LA
DITTATURA È ALLE PORTE. FERMIAMOLA!!!
ADISTA
N°9 del 5 febbraio 2005
CON LA
REVISIONE DEL CODICE MILITARE DI GUERRA LA DITTATURA È ALLE PORTE.
FERMIAMOLA !!!!!!
ROMA-ADISTA.
Niente più libera informazione sulla guerra. È quello che prevede la delega
al Governo per la revisione delle leggi penali militari di pace e di guerra,
già votata al Senato lo scorso 18 novembre e nelle prossime settimane in
discussione alla Camera: se il provvedimento venisse approvato senza
ulteriori modifiche il codice militare di guerra verrebbe applicato anche
alle cosiddette "missioni di pace" ed esteso addirittura a qualsiasi
cittadino italiano che si trovi "nel territorio estero sottoposto al
controllo delle Forze armate italiane nell'ambito di una operazione
militare", giornalisti ed operatori umanitari compresi.

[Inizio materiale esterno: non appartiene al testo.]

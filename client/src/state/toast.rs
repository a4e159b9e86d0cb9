//! Transient confirmation notification.
//!
//! One slot, shared through context. Showing a new notification replaces the
//! current one; nothing is queued.

#[cfg(test)]
#[path = "toast_test.rs"]
mod toast_test;

/// Seconds a notification stays up in the browser before auto-dismiss.
pub const TOAST_DISMISS_SECS: u64 = 5;

#[derive(Clone, Debug, PartialEq, Eq)]
pub struct Notification {
    pub title: String,
    pub description: String,
}

impl Notification {
    pub fn new(title: impl Into<String>, description: impl Into<String>) -> Self {
        Self { title: title.into(), description: description.into() }
    }
}

#[derive(Clone, Debug, Default, PartialEq, Eq)]
pub struct ToastState {
    pub current: Option<Notification>,
    /// Bumped on every `show` so a stale auto-dismiss timer can tell it has
    /// been superseded.
    pub seq: u64,
}

impl ToastState {
    pub fn show(&mut self, notification: Notification) {
        log::debug!("toast: {}", notification.title);
        self.current = Some(notification);
        self.seq = self.seq.wrapping_add(1);
    }

    pub fn dismiss(&mut self) {
        self.current = None;
    }

    /// Dismiss only if no newer notification arrived since `seq`.
    pub fn dismiss_if_current(&mut self, seq: u64) {
        if self.seq == seq {
            self.current = None;
        }
    }
}
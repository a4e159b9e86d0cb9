//! Login form input and its submit guard.

#[cfg(test)]
#[path = "login_test.rs"]
mod login_test;

use super::session::Role;

/// Why a login submit was refused.
#[derive(Debug, Clone, Copy, PartialEq, Eq, thiserror::Error)]
pub enum LoginError {
    #[error("user id is required")]
    MissingId,
    #[error("password is required")]
    MissingPassword,
}

/// Role selector plus the two text fields.
#[derive(Clone, Debug, Default, PartialEq, Eq)]
pub struct LoginForm {
    pub role: Role,
    pub id: String,
    pub password: String,
}

impl LoginForm {
    /// Check the required fields and return the `(role, id)` pair to hand to
    /// the session holder. Values are passed through untrimmed.
    ///
    /// # Errors
    ///
    /// Returns which required field is empty. The id is checked first.
    pub fn submit(&self) -> Result<(Role, String), LoginError> {
        if self.id.is_empty() {
            return Err(LoginError::MissingId);
        }
        if self.password.is_empty() {
            return Err(LoginError::MissingPassword);
        }
        Ok((self.role, self.id.clone()))
    }

    /// Label for the id input.
    pub fn id_label(&self) -> &'static str {
        match self.role {
            Role::Student => "Student ID",
            Role::Admin => "Admin ID",
        }
    }

    /// Placeholder for the id input.
    pub fn id_placeholder(&self) -> &'static str {
        match self.role {
            Role::Student => "STU001",
            Role::Admin => "ADM001",
        }
    }

    pub fn description(&self) -> String {
        format!("Enter your {} credentials to continue", self.role.as_str())
    }
}

/// Sample credentials shown under the login card. Never verified.
#[derive(Clone, Copy, Debug, PartialEq, Eq)]
pub struct DemoCredential {
    pub role: Role,
    pub id: &'static str,
    pub password: &'static str,
}

pub const DEMO_CREDENTIALS: &[DemoCredential] = &[
    DemoCredential { role: Role::Student, id: "STU001", password: "password" },
    DemoCredential { role: Role::Admin, id: "ADM001", password: "admin123" },
];
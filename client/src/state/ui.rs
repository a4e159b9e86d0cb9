//! Local dashboard chrome state (active tab).
//!
//! DESIGN
//! ======
//! Each dashboard keeps its own tab signal; switching tabs never touches
//! drafts or the session.

#[cfg(test)]
#[path = "ui_test.rs"]
mod ui_test;

/// Tabs shared by the student and admin dashboards.
#[derive(Clone, Copy, Debug, Default, PartialEq, Eq)]
pub enum DashboardTab {
    #[default]
    Rooms,
    Complaints,
    Notices,
}

impl DashboardTab {
    pub const ALL: [Self; 3] = [Self::Rooms, Self::Complaints, Self::Notices];

    pub fn label(self) -> &'static str {
        match self {
            Self::Rooms => "Rooms",
            Self::Complaints => "Complaints",
            Self::Notices => "Notices",
        }
    }

    /// Icon token rendered in the tab trigger.
    pub fn icon(self) -> &'static str {
        match self {
            Self::Rooms => "bed",
            Self::Complaints => "message-square",
            Self::Notices => "bell",
        }
    }
}
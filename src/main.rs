#![recursion_limit = "256"]

mod config;
mod routes;

use std::process::ExitCode;

use leptos::prelude::get_configuration;
use tracing_subscriber::EnvFilter;

use crate::config::{ConfigError, ServerConfig};

#[derive(Debug, thiserror::Error)]
enum ServeError {
    #[error(transparent)]
    Config(#[from] ConfigError),
    #[error("leptos configuration: {0}")]
    Leptos(String),
    #[error("failed to bind {addr}: {source}")]
    Bind {
        addr: std::net::SocketAddr,
        #[source]
        source: std::io::Error,
    },
    #[error("server failed: {0}")]
    Serve(#[source] std::io::Error),
}

#[tokio::main]
async fn main() -> ExitCode {
    // A missing .env file is the normal case outside development.
    let _ = dotenvy::dotenv();

    tracing_subscriber::fmt()
        .with_env_filter(EnvFilter::try_from_default_env().unwrap_or_else(|_| EnvFilter::new("info")))
        .init();

    match run().await {
        Ok(()) => ExitCode::SUCCESS,
        Err(e) => {
            tracing::error!(error = %e, "hostel-portal stopped");
            ExitCode::FAILURE
        }
    }
}

async fn run() -> Result<(), ServeError> {
    let config = ServerConfig::from_env()?;
    let leptos_conf =
        get_configuration(Some(config.leptos_config.as_str())).map_err(|e| ServeError::Leptos(e.to_string()))?;

    let app = routes::app(leptos_conf.leptos_options);
    let addr = config.socket_addr();
    let listener = tokio::net::TcpListener::bind(addr)
        .await
        .map_err(|source| ServeError::Bind { addr, source })?;

    tracing::info!(%addr, "hostel-portal listening");
    axum::serve(listener, app).await.map_err(ServeError::Serve)
}
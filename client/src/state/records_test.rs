use super::*;

// =============================================================
// Keywords
// =============================================================

#[test]
fn priority_default_is_medium() {
    assert_eq!(Priority::default(), Priority::Medium);
}

#[test]
fn priority_from_keyword_accepts_select_values_only() {
    assert_eq!(Priority::from_keyword("low"), Some(Priority::Low));
    assert_eq!(Priority::from_keyword("high"), Some(Priority::High));
    assert_eq!(Priority::from_keyword("High"), None);
    assert_eq!(Priority::from_keyword("urgent"), None);
}

#[test]
fn complaint_status_keyword_uses_hyphen() {
    assert_eq!(ComplaintStatus::InProgress.as_str(), "in-progress");
    assert_eq!(ComplaintStatus::from_keyword("in-progress"), Some(ComplaintStatus::InProgress));
    assert_eq!(ComplaintStatus::from_keyword("in_progress"), None);
    assert_eq!(serde_json::to_string(&ComplaintStatus::InProgress).unwrap(), "\"in-progress\"");
}

#[test]
fn room_status_labels_are_title_case() {
    let labels: Vec<_> = RoomStatus::ALL.iter().map(|s| s.label()).collect();
    assert_eq!(labels, ["Available", "Occupied", "Maintenance"]);
}

// =============================================================
// Sample data
// =============================================================

#[test]
fn student_rooms_match_sample_inventory() {
    let rooms = student_rooms();
    let ids: Vec<_> = rooms.iter().map(|r| r.id).collect();
    assert_eq!(ids, ["R101", "R102", "R201", "R202"]);
    assert_eq!(rooms[1].amenities, &["Bed", "Desk", "WiFi", "AC"]);
    assert_eq!(rooms.iter().filter(|r| r.status == RoomStatus::Available).count(), 2);
}

#[test]
fn admin_rooms_list_occupants_only_for_occupied_rooms() {
    for room in admin_rooms() {
        assert_eq!(room.occupants.is_some(), room.status == RoomStatus::Occupied, "room {}", room.id);
    }
}

#[test]
fn admin_complaints_cover_every_status() {
    let complaints = admin_complaints();
    for status in ComplaintStatus::ALL {
        assert!(complaints.iter().any(|c| c.status == status), "missing {status:?}");
    }
}

#[test]
fn sample_lists_are_stable_between_calls() {
    assert_eq!(notices(), notices());
    assert_eq!(student_complaints(), student_complaints());
}

#[test]
fn admin_stats_in_display_order() {
    let titles: Vec<_> = ADMIN_STATS.iter().map(|s| s.title).collect();
    assert_eq!(titles, ["Total Rooms", "Occupied", "Available", "Under Maintenance"]);
    assert_eq!(ADMIN_STATS[2].change, "-3");
    let tones: Vec<_> = ADMIN_STATS.iter().map(|s| s.tone.text_class()).collect();
    assert_eq!(tones, ["text--primary", "text--success", "text--info", "text--warning"]);
}

#[test]
fn room_subtitle_joins_kind_and_floor() {
    assert_eq!(room_subtitle("Triple", 2), "Triple • Floor 2");
}

#[test]
fn complaint_kinds_offer_five_categories() {
    let values: Vec<_> = COMPLAINT_KINDS.iter().map(|(v, _)| *v).collect();
    assert_eq!(values, ["maintenance", "cleaning", "electrical", "plumbing", "other"]);
}
//! Dashboard header with greeting and logout.

#[cfg(test)]
#[path = "dashboard_header_test.rs"]
mod dashboard_header_test;

use leptos::prelude::*;

/// Greeting line under the dashboard title.
pub fn welcome_line(user_id: &str) -> String {
    format!("Welcome back, {user_id}")
}

#[component]
pub fn DashboardHeader(
    title: &'static str,
    icon: &'static str,
    user_id: String,
    on_logout: Callback<()>,
) -> impl IntoView {
    view! {
        <header class="dashboard-header">
            <div class="dashboard-header__inner">
                <div class="dashboard-header__identity">
                    <span class=format!("icon icon--{icon} text--primary") aria-hidden="true"></span>
                    <div>
                        <h1 class="dashboard-header__title">{title}</h1>
                        <p class="dashboard-header__welcome">{welcome_line(&user_id)}</p>
                    </div>
                </div>
                <button class="btn btn--outline dashboard-header__logout" on:click=move |_| on_logout.run(())>
                    <span class="icon icon--log-out" aria-hidden="true"></span>
                    "Logout"
                </button>
            </div>
        </header>
    }
}
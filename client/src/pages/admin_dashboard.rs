//! Admin dashboard: overview stats plus room, complaint, and notice
//! management.
//!
//! Every management control is a mock. Status selectors and the notice form
//! only raise a notification; the sample lists never change.

use leptos::prelude::*;

use crate::components::dashboard_header::DashboardHeader;
use crate::components::notice_dialog::NoticeDialogModal;
use crate::components::notice_list::NoticeList;
use crate::components::room_card::AdminRoomCard;
use crate::components::stats_grid::StatsGrid;
use crate::components::status_badge::StatusBadge;
use crate::components::tab_bar::TabBar;
use crate::state::complaint::complaint_update_notification;
use crate::state::notice::NoticeDialog;
use crate::state::records::{AdminComplaint, ComplaintStatus, admin_complaints, admin_rooms};
use crate::state::toast::ToastState;
use crate::state::ui::DashboardTab;
use crate::util::badge::priority_color;

#[component]
pub fn AdminDashboard(user_id: String, on_logout: Callback<()>) -> impl IntoView {
    let tab = RwSignal::new(DashboardTab::default());
    let dialog = RwSignal::new(NoticeDialog::default());

    view! {
        <div class="dashboard">
            <DashboardHeader title="Admin Dashboard" icon="shield" user_id=user_id on_logout=on_logout/>
            <main class="dashboard__body">
                <StatsGrid/>
                <TabBar active=tab/>
                {move || match tab.get() {
                    DashboardTab::Rooms => view! { <RoomsTab/> }.into_any(),
                    DashboardTab::Complaints => view! { <ComplaintsTab/> }.into_any(),
                    DashboardTab::Notices => view! { <NoticesTab dialog=dialog/> }.into_any(),
                }}
            </main>
        </div>
    }
}

#[component]
fn RoomsTab() -> impl IntoView {
    view! {
        <section class="tab-panel">
            <div class="tab-panel__heading">
                <h2 class="tab-panel__title">"Room Management"</h2>
                <button class="btn btn--primary">
                    <span class="icon icon--plus" aria-hidden="true"></span>
                    "Add Room"
                </button>
            </div>
            <div class="card-grid">
                {admin_rooms().into_iter().map(|room| view! { <AdminRoomCard room=room/> }).collect_view()}
            </div>
        </section>
    }
}

#[component]
fn ComplaintsTab() -> impl IntoView {
    view! {
        <section class="tab-panel">
            <h2 class="tab-panel__title">"Complaint Management"</h2>
            <div class="stack">
                {admin_complaints().into_iter().map(|c| view! { <ComplaintCard complaint=c/> }).collect_view()}
            </div>
        </section>
    }
}

#[component]
fn ComplaintCard(complaint: AdminComplaint) -> impl IntoView {
    let toast = expect_context::<RwSignal<ToastState>>();
    let complaint_id = complaint.id;

    let on_status = move |ev: leptos::ev::Event| {
        if let Some(status) = ComplaintStatus::from_keyword(&event_target_value(&ev)) {
            toast.update(|t| t.show(complaint_update_notification(complaint_id, status)));
        }
    };

    view! {
        <div class="card">
            <div class="card__header">
                <div class="card__row card__row--top">
                    <div>
                        <div class="card__badges">
                            <span
                                class=format!("icon icon--alert {}", priority_color(complaint.priority.as_str()).text_class())
                                aria-hidden="true"
                            ></span>
                            <h3 class="card__title">{complaint.kind}</h3>
                            <StatusBadge keyword=complaint.priority.as_str()/>
                        </div>
                        <p class="card__description">
                            {format!("Student: {} • {}", complaint.student, complaint.date)}
                        </p>
                    </div>
                    <StatusBadge keyword=complaint.status.as_str()/>
                </div>
            </div>
            <div class="card__content">
                <p class="text--muted">{complaint.description}</p>
                <div class="card__actions">
                    <select class="select--compact" aria-label="Update Status" on:change=on_status>
                        <option value="" selected=true disabled=true>"Update Status"</option>
                        {ComplaintStatus::ALL
                            .into_iter()
                            .map(|s| view! { <option value=s.as_str()>{s.label()}</option> })
                            .collect_view()}
                    </select>
                    <button class="btn btn--outline btn--sm">"View Details"</button>
                </div>
            </div>
        </div>
    }
}

#[component]
fn NoticesTab(dialog: RwSignal<NoticeDialog>) -> impl IntoView {
    view! {
        <section class="tab-panel">
            <div class="tab-panel__heading">
                <h2 class="tab-panel__title">"Notice Management"</h2>
                <button class="btn btn--primary" on:click=move |_| dialog.update(NoticeDialog::open)>
                    <span class="icon icon--plus" aria-hidden="true"></span>
                    "Post Notice"
                </button>
            </div>
            <NoticeDialogModal dialog=dialog/>
            <NoticeList manage=true/>
        </section>
    }
}
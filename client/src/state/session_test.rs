use super::*;

// =============================================================
// Initial state
// =============================================================

#[test]
fn session_state_default_is_logged_out() {
    let state = SessionState::default();
    assert!(state.session.is_none());
    assert_eq!(state.view(), PortalView::Login);
    assert_eq!(state.user_id(), "");
}

#[test]
fn role_default_is_student() {
    assert_eq!(Role::default(), Role::Student);
}

// =============================================================
// Transitions
// =============================================================

#[test]
fn login_as_student_selects_student_dashboard() {
    let mut state = SessionState::default();
    state.login(Role::Student, "STU001");
    assert_eq!(state.view(), PortalView::StudentDashboard);
    assert_eq!(state.user_id(), "STU001");
}

#[test]
fn login_as_admin_selects_admin_dashboard() {
    let mut state = SessionState::default();
    state.login(Role::Admin, "ADM001");
    assert_eq!(state.view(), PortalView::AdminDashboard);
    assert_eq!(state.session, Some(Session { role: Role::Admin, id: "ADM001".to_owned() }));
}

#[test]
fn login_replaces_existing_session() {
    let mut state = SessionState::default();
    state.login(Role::Student, "STU001");
    state.login(Role::Admin, "ADM002");
    assert_eq!(state.view(), PortalView::AdminDashboard);
    assert_eq!(state.user_id(), "ADM002");
}

#[test]
fn logout_returns_to_login_from_either_role() {
    for role in [Role::Student, Role::Admin] {
        let mut state = SessionState::default();
        state.login(role, "X1");
        state.logout();
        assert_eq!(state.view(), PortalView::Login, "role {role:?}");
        assert!(state.session.is_none());
    }
}

#[test]
fn logout_when_logged_out_is_noop() {
    let mut state = SessionState::default();
    state.logout();
    assert_eq!(state, SessionState::default());
}

#[test]
fn login_logout_cycle_repeats() {
    let mut state = SessionState::default();
    for _ in 0..3 {
        state.login(Role::Student, "STU001");
        assert!(state.session.is_some());
        state.logout();
        assert!(state.session.is_none());
    }
}

// =============================================================
// Role labels
// =============================================================

#[test]
fn role_labels_match_login_copy() {
    assert_eq!(Role::Student.as_str(), "student");
    assert_eq!(Role::Admin.as_str(), "admin");
    assert_eq!(Role::Student.badge_label(), "STUDENT");
    assert_eq!(Role::Admin.badge_label(), "ADMIN");
}

#[test]
fn role_serializes_as_lowercase_keyword() {
    assert_eq!(serde_json::to_string(&Role::Admin).unwrap(), "\"admin\"");
    assert_eq!(serde_json::from_str::<Role>("\"student\"").unwrap(), Role::Student);
}
//! Reusable UI component modules.
//!
//! SYSTEM CONTEXT
//! ==============
//! Components render dashboard chrome, record cards, and the two draft forms,
//! reading the shared toast signal from Leptos context.

pub mod complaint_form;
pub mod dashboard_header;
pub mod notice_list;
pub mod notice_dialog;
pub mod room_card;
pub mod stats_grid;
pub mod status_badge;
pub mod tab_bar;
pub mod toast;
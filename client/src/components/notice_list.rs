//! Notice cards. Admins additionally see (inert) edit and delete buttons.

use leptos::prelude::*;

use crate::components::status_badge::StatusBadge;
use crate::state::records::notices;

#[component]
pub fn NoticeList(manage: bool) -> impl IntoView {
    view! {
        <div class="stack">
            {notices()
                .into_iter()
                .map(|notice| {
                    view! {
                        <div class="card">
                            <div class="card__header">
                                <div class="card__row">
                                    <h3 class="card__title">{notice.title}</h3>
                                    <div class="card__badges">
                                        <StatusBadge keyword=notice.priority.as_str()/>
                                        <span class="text--muted">{notice.date}</span>
                                    </div>
                                </div>
                            </div>
                            <div class="card__content">
                                <p class="text--muted">{notice.content}</p>
                                <Show when=move || manage>
                                    <div class="card__actions">
                                        <button class="btn btn--outline btn--sm">
                                            <span class="icon icon--edit" aria-hidden="true"></span>
                                            "Edit"
                                        </button>
                                        <button class="btn btn--outline btn--sm">"Delete"</button>
                                    </div>
                                </Show>
                            </div>
                        </div>
                    }
                })
                .collect_view()}
        </div>
    }
}
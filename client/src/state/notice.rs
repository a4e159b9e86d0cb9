//! Admin notice draft and its dialog flag.

#[cfg(test)]
#[path = "notice_test.rs"]
mod notice_test;

use super::complaint::DraftError;
use super::records::Priority;
use super::toast::Notification;

#[derive(Clone, Debug, Default, PartialEq, Eq)]
pub struct NoticeDraft {
    pub title: String,
    pub content: String,
    pub priority: Priority,
}

/// Post Notice dialog: the draft plus whether the dialog is shown.
#[derive(Clone, Debug, Default, PartialEq, Eq)]
pub struct NoticeDialog {
    pub draft: NoticeDraft,
    pub open: bool,
}

impl NoticeDialog {
    pub fn open(&mut self) {
        self.open = true;
    }

    /// Hide the dialog without touching the draft.
    pub fn close(&mut self) {
        self.open = false;
    }

    /// Publish if `title` and `content` are set: reset the draft, close the
    /// dialog, and return the confirmation to show. The notice list is not
    /// changed.
    ///
    /// # Errors
    ///
    /// Returns the first empty required field; draft and dialog flag are left
    /// as they were.
    pub fn submit(&mut self) -> Result<Notification, DraftError> {
        if self.draft.title.is_empty() {
            return Err(DraftError { field: "title" });
        }
        if self.draft.content.is_empty() {
            return Err(DraftError { field: "content" });
        }
        log::info!("notice published title={} priority={}", self.draft.title, self.draft.priority.as_str());
        self.draft = NoticeDraft::default();
        self.open = false;
        Ok(Notification::new("Notice Published", "The notice has been published successfully."))
    }
}
use std::collections::HashMap;

use super::*;

fn lookup_from(pairs: &[(&str, &str)]) -> impl Fn(&str) -> Option<String> {
    let map: HashMap<String, String> = pairs.iter().map(|(k, v)| ((*k).to_owned(), (*v).to_owned())).collect();
    move |key| map.get(key).cloned()
}

#[test]
fn from_vars_uses_defaults_when_unset() {
    let cfg = ServerConfig::from_vars(lookup_from(&[])).unwrap();
    assert_eq!(cfg.host, DEFAULT_HOST);
    assert_eq!(cfg.port, DEFAULT_PORT);
    assert_eq!(cfg.leptos_config, "Cargo.toml");
    assert_eq!(cfg.socket_addr().to_string(), "0.0.0.0:3000");
}

#[test]
fn from_vars_parses_overrides() {
    let cfg = ServerConfig::from_vars(lookup_from(&[
        ("HOST", "127.0.0.1"),
        ("PORT", " 8080 "),
        ("LEPTOS_CONFIG_PATH", "/etc/portal/Cargo.toml"),
    ]))
    .unwrap();
    assert_eq!(cfg.socket_addr().to_string(), "127.0.0.1:8080");
    assert_eq!(cfg.leptos_config, "/etc/portal/Cargo.toml");
}

#[test]
fn from_vars_rejects_invalid_port() {
    let err = ServerConfig::from_vars(lookup_from(&[("PORT", "http")])).unwrap_err();
    assert_eq!(err, ConfigError::InvalidPort("http".to_owned()));
    assert_eq!(err.to_string(), "invalid PORT: \"http\"");
}

#[test]
fn from_vars_rejects_out_of_range_port() {
    assert!(matches!(
        ServerConfig::from_vars(lookup_from(&[("PORT", "70000")])),
        Err(ConfigError::InvalidPort(_))
    ));
}

#[test]
fn from_vars_rejects_invalid_host() {
    assert_eq!(
        ServerConfig::from_vars(lookup_from(&[("HOST", "localhost")])),
        Err(ConfigError::InvalidHost("localhost".to_owned()))
    );
}
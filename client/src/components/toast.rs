//! Bottom-corner confirmation toast.
//!
//! Reads the shared `RwSignal<ToastState>` from context. In the browser the
//! toast dismisses itself after `TOAST_DISMISS_SECS`; server rendering never
//! schedules the timer.

use leptos::prelude::*;

use crate::state::toast::ToastState;

#[component]
pub fn Toast() -> impl IntoView {
    let toast = expect_context::<RwSignal<ToastState>>();

    #[cfg(feature = "hydrate")]
    Effect::new(move || {
        let state = toast.get();
        if state.current.is_none() {
            return;
        }
        let seq = state.seq;
        leptos::task::spawn_local(async move {
            gloo_timers::future::sleep(std::time::Duration::from_secs(crate::state::toast::TOAST_DISMISS_SECS)).await;
            toast.update(|t| t.dismiss_if_current(seq));
        });
    });

    view! {
        {move || {
            toast
                .get()
                .current
                .map(|note| {
                    view! {
                        <div class="toast" role="status" aria-live="polite">
                            <div class="toast__body">
                                <p class="toast__title">{note.title}</p>
                                <p class="toast__description">{note.description}</p>
                            </div>
                            <button
                                class="toast__close"
                                title="Dismiss"
                                on:click=move |_| toast.update(ToastState::dismiss)
                            >
                                "✕"
                            </button>
                        </div>
                    }
                })
        }}
    }
}
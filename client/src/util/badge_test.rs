use super::*;

#[test]
fn every_keyword_maps_to_its_tone() {
    let cases = [
        ("available", Tone::Success),
        ("occupied", Tone::Destructive),
        ("maintenance", Tone::Warning),
        ("pending", Tone::Warning),
        ("in-progress", Tone::Info),
        ("resolved", Tone::Success),
        ("high", Tone::Destructive),
        ("medium", Tone::Warning),
        ("low", Tone::Info),
    ];
    for (raw, tone) in cases {
        assert_eq!(tone_for(raw), tone, "keyword {raw:?}");
    }
}

#[test]
fn unknown_keyword_falls_back_to_muted() {
    assert_eq!(tone_for(""), Tone::Muted);
    assert_eq!(tone_for("closed"), Tone::Muted);
    assert_eq!(tone_for("Available"), Tone::Muted);
    assert_eq!(StatusKeyword::parse("in_progress"), None);
}

#[test]
fn typed_records_share_the_keyword_table() {
    assert_eq!(StatusKeyword::from(RoomStatus::Occupied).tone().badge_class(), "badge badge--destructive");
    assert_eq!(StatusKeyword::from(ComplaintStatus::InProgress).tone().badge_class(), "badge badge--info");
    assert_eq!(StatusKeyword::from(Priority::Medium).tone().badge_class(), "badge badge--warning");
    for status in RoomStatus::ALL {
        assert_eq!(StatusKeyword::from(status).tone(), tone_for(status.as_str()));
    }
    for status in ComplaintStatus::ALL {
        assert_eq!(StatusKeyword::from(status).tone(), tone_for(status.as_str()));
    }
    for priority in Priority::ALL {
        assert_eq!(StatusKeyword::from(priority).tone(), tone_for(priority.as_str()));
    }
}

#[test]
fn priority_color_only_knows_priorities() {
    assert_eq!(priority_color("high"), Tone::Destructive);
    assert_eq!(priority_color("medium"), Tone::Warning);
    assert_eq!(priority_color("low"), Tone::Info);
    assert_eq!(priority_color("pending"), Tone::Muted);
    assert_eq!(priority_color("low").text_class(), "text--info");
}

#[test]
fn status_icon_per_room_status() {
    assert_eq!(status_icon(RoomStatus::Available), "check-circle");
    assert_eq!(status_icon(RoomStatus::Occupied), "x-circle");
    assert_eq!(status_icon(RoomStatus::Maintenance), "clock");
}

#[test]
fn muted_badge_class() {
    assert_eq!(Tone::Muted.badge_class(), "badge badge--muted");
}

#[test]
fn primary_tone_is_not_a_keyword_tone() {
    assert_eq!(Tone::Primary.text_class(), "text--primary");
    assert!(StatusKeyword::parse("primary").is_none());
    assert_eq!(tone_for("primary"), Tone::Muted);
}
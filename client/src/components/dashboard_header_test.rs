use super::*;

#[test]
fn welcome_line_greets_submitted_id() {
    assert_eq!(welcome_line("STU001"), "Welcome back, STU001");
    assert_eq!(welcome_line("ADM001"), "Welcome back, ADM001");
}
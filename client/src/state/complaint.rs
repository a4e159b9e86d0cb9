//! Student complaint draft.
//!
//! A submit that passes the guard only confirms and resets. The complaint is
//! not appended to "My Complaints".

#[cfg(test)]
#[path = "complaint_test.rs"]
mod complaint_test;

use super::records::{ComplaintStatus, Priority};
use super::toast::Notification;

/// A required draft field was empty on submit.
#[derive(Debug, Clone, Copy, PartialEq, Eq, thiserror::Error)]
#[error("{field} is required")]
pub struct DraftError {
    pub field: &'static str,
}

#[derive(Clone, Debug, Default, PartialEq, Eq)]
pub struct ComplaintDraft {
    /// Complaint category value from the selector; empty until chosen.
    pub kind: String,
    pub description: String,
    pub priority: Priority,
}

impl ComplaintDraft {
    /// Accept the draft if `kind` and `description` are set, resetting it to
    /// the empty default and returning the confirmation to show.
    ///
    /// # Errors
    ///
    /// Returns the first empty required field; the draft is left untouched.
    pub fn submit(&mut self) -> Result<Notification, DraftError> {
        if self.kind.is_empty() {
            return Err(DraftError { field: "type" });
        }
        if self.description.is_empty() {
            return Err(DraftError { field: "description" });
        }
        log::info!("complaint submitted kind={} priority={}", self.kind, self.priority.as_str());
        *self = Self::default();
        Ok(Notification::new("Complaint Submitted", "Your complaint has been submitted successfully."))
    }
}

/// Confirmation for the admin "Update Status" selector. The complaint list is
/// not changed.
pub fn complaint_update_notification(complaint_id: u32, status: ComplaintStatus) -> Notification {
    log::info!("complaint status change requested id={complaint_id} status={}", status.as_str());
    Notification::new("Complaint Updated", format!("Complaint status updated to {}.", status.as_str()))
}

"Il progetto ha due obiettivi di fondo", spiega il magistrato Domenico
Gallo, del Coordinamento nazionale giuristi democratici
(www.giuristidemocratici.it):
"ridurre l'area di controllo di legalità affidata alla giurisdizione
ordinaria, incrementando la competenza della giurisdizione militare
attraverso la 'militarizzazione' dei reati comuni commessi da militari;
abbassare la soglia fra pace e guerra, riesumando le leggi di guerra e
rendendole pienamente utilizzabili". Diventerebbero così di competenza della
giurisdizione militare moltissimi reati, anche comuni, purché commessi da
militari. Inoltre, riducendo la distinzione fra "stato di pace" e "stato di
guerra", verrebbero gradualmente introdotte leggi di guerra anche in tempo
di pace, senza cioè che il Parlamento deliberi e il presidente della
Repubblica dichiari lo "stato di guerra", come la Costituzione vorrebbe;
sarebbe sufficiente - spiega ancora Gallo - che il Governo, con un semplice
Decreto e senza alcuna approvazione del Parlamento, proclamasse
"l'instaurarsi di un non meglio determinato tempo di guerra".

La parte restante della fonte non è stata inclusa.